Another sign that Beijing may have infiltrated my mind is I’ve resigned myself to accepting that risks await those who work with words, that, in a way, to write is to set oneself up to be cursed. Again the female lead in “Farewell at at Inn” can uncannily illuminate what this means. That role was traditionally played by a male performer, since female artists think it would jinx them; their social status was already low to begin with, and playing a part so suggestive of sexual awakening outside marriage would only make them even more of a prey in the eyes of lecherous men. In the mid 1940’s, however, 15 year-old Yan Fengying (嚴鳳英), a clear-eyed beauty in the first flush of womanhood, arrived on the scene. She didn’t harbour the usual reservations about “Farewell at the Inn,” having been toughened by her experience of being on her own since the age of 12 – she had fled home after her clan decided to drown her for learning and performing opera in secret. She quickly triumphed in the role, becoming so convincing in it that twice, someone in the audience saw her as fair game, abducted her and forced her to be his concubine; each time she was eventually released only after she spooked her kidnapper by attempting suicide. Her curse as a marked person persisted, though. During the Cultural Revolution, her prominence predictably made her an obvious target for persecution, and she ended up killing herself for real at the age of 38.
Yan Fengying shattered for me the illusion that writing is a solitary activity. I may be spending a good amount of time alone day in and day out figuring out the thoughts in my head, but stage those thoughts for public viewing long enough and controversially enough, and sooner or later, somewhere out there Beijing’s people will know what I know and may come up with whatever designs they have for me. Plus it probably doesn’t help that I write in English (not really my choice as I can’t write properly in Chinese). Casting China in an unflattering light in the international language has the effect of – I’m translating from a slang-laced phrase coined by another one of my favourite online channel host Yau Ching-yuen (游清源) – “showing the world what a prick Beijing can be” (“柒出國際”), and we all know Beijing’s feathers are even more easily ruffled when its international image is involved.

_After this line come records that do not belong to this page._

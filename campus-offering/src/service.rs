//! Offered course lifecycle: create, read, update and delete workflows
//!
//! Every workflow runs its validations first and performs at most one write
//! at the end, so a rejected request never leaves partial state behind.

use std::sync::Arc;
use tracing::{debug, info, warn};
use uuid::Uuid;

use campus_common::db::OfferedCourse;
use campus_common::{time, uuid_utils, Error, Result};

use crate::locks::ScheduleLocks;
use crate::pagination::Page;
use crate::payload::{CreateOfferedCourse, UpdateOfferedCourse};
use crate::query::OfferedCourseQuery;
use crate::repository::{CatalogStore, OfferedCourseRepository, ScheduleFilter, SectionKey, DUPLICATE_SECTION};
use crate::schedule::has_time_conflict;
use crate::validators::{
    require_academic_department, require_academic_faculty, require_course,
    require_department_in_faculty, require_faculty, require_semester_registration,
    require_upcoming,
};

/// Reported when an instructor already teaches at the requested time
pub const FACULTY_UNAVAILABLE: &str =
    "This faculty is not available at that time ! Choose other time or day";

/// Reported when the offering id does not resolve
pub const OFFERED_COURSE_NOT_FOUND: &str = "Offered course not found !";

pub struct OfferedCourseService {
    catalog: Arc<dyn CatalogStore>,
    offered_courses: Arc<dyn OfferedCourseRepository>,
    locks: ScheduleLocks,
}

impl OfferedCourseService {
    pub fn new(catalog: Arc<dyn CatalogStore>, offered_courses: Arc<dyn OfferedCourseRepository>) -> Self {
        Self {
            catalog,
            offered_courses,
            locks: ScheduleLocks::new(),
        }
    }

    /// Register a new section
    ///
    /// The five reference lookups run concurrently; their failures are
    /// reported in the fixed order semester registration, academic faculty,
    /// academic department, course, faculty.
    pub async fn create_offered_course(&self, payload: CreateOfferedCourse) -> Result<OfferedCourse> {
        payload.validate()?;

        let catalog = self.catalog.as_ref();
        let (registration, academic_faculty, academic_department, course, faculty) = tokio::join!(
            require_semester_registration(catalog, payload.semester_registration),
            require_academic_faculty(catalog, payload.academic_faculty),
            require_academic_department(catalog, payload.academic_department),
            require_course(catalog, payload.course),
            require_faculty(catalog, payload.faculty),
        );
        let registration = registration?;
        let academic_faculty = academic_faculty?;
        let academic_department = academic_department?;
        let course = course?;
        let faculty = faculty?;

        require_department_in_faculty(catalog, &academic_department, &academic_faculty).await?;

        let key = SectionKey {
            semester_registration: registration.id,
            course: course.id,
            section: payload.section,
        };
        if self.offered_courses.find_one(key).await?.is_some() {
            return Err(Error::bad_request(DUPLICATE_SECTION));
        }

        let candidate = payload.schedule();
        let _guard = self.locks.acquire(registration.id, faculty.id).await;

        let assigned = self
            .offered_courses
            .find_schedules(&ScheduleFilter {
                semester_registration: registration.id,
                faculty: faculty.id,
                days: candidate.days.clone(),
                exclude: None,
            })
            .await?;

        if has_time_conflict(&assigned, &candidate) {
            debug!(faculty = %faculty.id, assigned = assigned.len(), "Schedule conflict on create");
            return Err(Error::conflict(FACULTY_UNAVAILABLE));
        }

        let now = time::now();
        let record = OfferedCourse {
            id: uuid_utils::generate(),
            semester_registration: registration.id,
            academic_semester: registration.academic_semester,
            academic_faculty: academic_faculty.id,
            academic_department: academic_department.id,
            course: course.id,
            faculty: faculty.id,
            max_capacity: payload.max_capacity,
            section: payload.section,
            days: payload.days,
            start_time: payload.start_time,
            end_time: payload.end_time,
            created_at: now,
            updated_at: now,
        };

        let created = self.offered_courses.create(record).await?;
        info!(
            id = %created.id,
            course = %created.course,
            section = created.section,
            "Created offered course"
        );
        Ok(created)
    }

    /// Reachability of the offered-course store
    pub async fn check_storage(&self) -> Result<()> {
        self.offered_courses.ping().await
    }

    pub async fn get_all_offered_courses(&self, query: &OfferedCourseQuery) -> Result<Page<OfferedCourse>> {
        let query = query.resolve()?;
        self.offered_courses.find_all(&query).await
    }

    pub async fn get_single_offered_course(&self, id: Uuid) -> Result<OfferedCourse> {
        self.offered_courses
            .find_by_id(id)
            .await?
            .ok_or_else(|| Error::not_found(OFFERED_COURSE_NOT_FOUND))
    }

    /// Reassign the instructor or meeting time of an offering
    ///
    /// Only allowed while the offering's semester registration is UPCOMING.
    /// The availability check is keyed by the offering's own registration and
    /// the new instructor, and ignores the offering's current meeting.
    pub async fn update_offered_course(&self, id: Uuid, patch: UpdateOfferedCourse) -> Result<OfferedCourse> {
        patch.validate()?;

        let existing = self.get_single_offered_course(id).await?;
        let faculty = require_faculty(self.catalog.as_ref(), patch.faculty).await?;

        let registration =
            require_semester_registration(self.catalog.as_ref(), existing.semester_registration).await?;
        if let Err(e) = require_upcoming(&registration, "update") {
            warn!(id = %id, status = %registration.status, "Rejected offered course update");
            return Err(e);
        }

        let candidate = patch.schedule();
        let _guard = self.locks.acquire(registration.id, faculty.id).await;

        let assigned = self
            .offered_courses
            .find_schedules(&ScheduleFilter {
                semester_registration: registration.id,
                faculty: faculty.id,
                days: candidate.days.clone(),
                exclude: Some(existing.id),
            })
            .await?;

        if has_time_conflict(&assigned, &candidate) {
            debug!(faculty = %faculty.id, assigned = assigned.len(), "Schedule conflict on update");
            return Err(Error::conflict(FACULTY_UNAVAILABLE));
        }

        let updated = self
            .offered_courses
            .update(id, &patch)
            .await?
            .ok_or_else(|| Error::not_found(OFFERED_COURSE_NOT_FOUND))?;

        info!(id = %updated.id, faculty = %updated.faculty, "Updated offered course");
        Ok(updated)
    }

    /// Remove an offering while its semester registration is still UPCOMING
    pub async fn delete_offered_course(&self, id: Uuid) -> Result<()> {
        let existing = self.get_single_offered_course(id).await?;

        let registration =
            require_semester_registration(self.catalog.as_ref(), existing.semester_registration).await?;
        if let Err(e) = require_upcoming(&registration, "delete") {
            warn!(id = %id, status = %registration.status, "Rejected offered course delete");
            return Err(e);
        }

        if !self.offered_courses.delete(id).await? {
            return Err(Error::not_found(OFFERED_COURSE_NOT_FOUND));
        }

        info!(id = %id, "Deleted offered course");
        Ok(())
    }
}
//! HTTP API handlers for campus-offering

pub mod error;
pub mod health;
pub mod offered_courses;

pub use error::ApiError;
pub use health::health_routes;
pub use offered_courses::{
    create_offered_course, delete_offered_course, get_all_offered_courses,
    get_single_offered_course, update_offered_course,
};
//! # Campus Common Library
//!
//! Shared code for the campus services including:
//! - Database models and schema initialization
//! - Error taxonomy
//! - Configuration loading
//! - Weekday and time-of-day utilities

pub mod config;
pub mod db;
pub mod error;
pub mod time;
pub mod uuid_utils;

pub use error::{Error, Result};
pub use time::Weekday;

Whether Yan Fengying’s devotion to her art was worth it – whether its joys outweighed the sufferings it brought her – is a moot point, but back in the days when all those female peasants teared up as they watched her perform “Farewell at the Inn,” it must have galled some of them to see a member of their sex break down barriers while they remain too timid to opt out of their unhappy roles as dutiful wives. As for me, I may not have Yan Fengying’s daring, but I’m going out on a limb in my own way, and I’d be lying if I said I’m not taking pleasure in being naughty.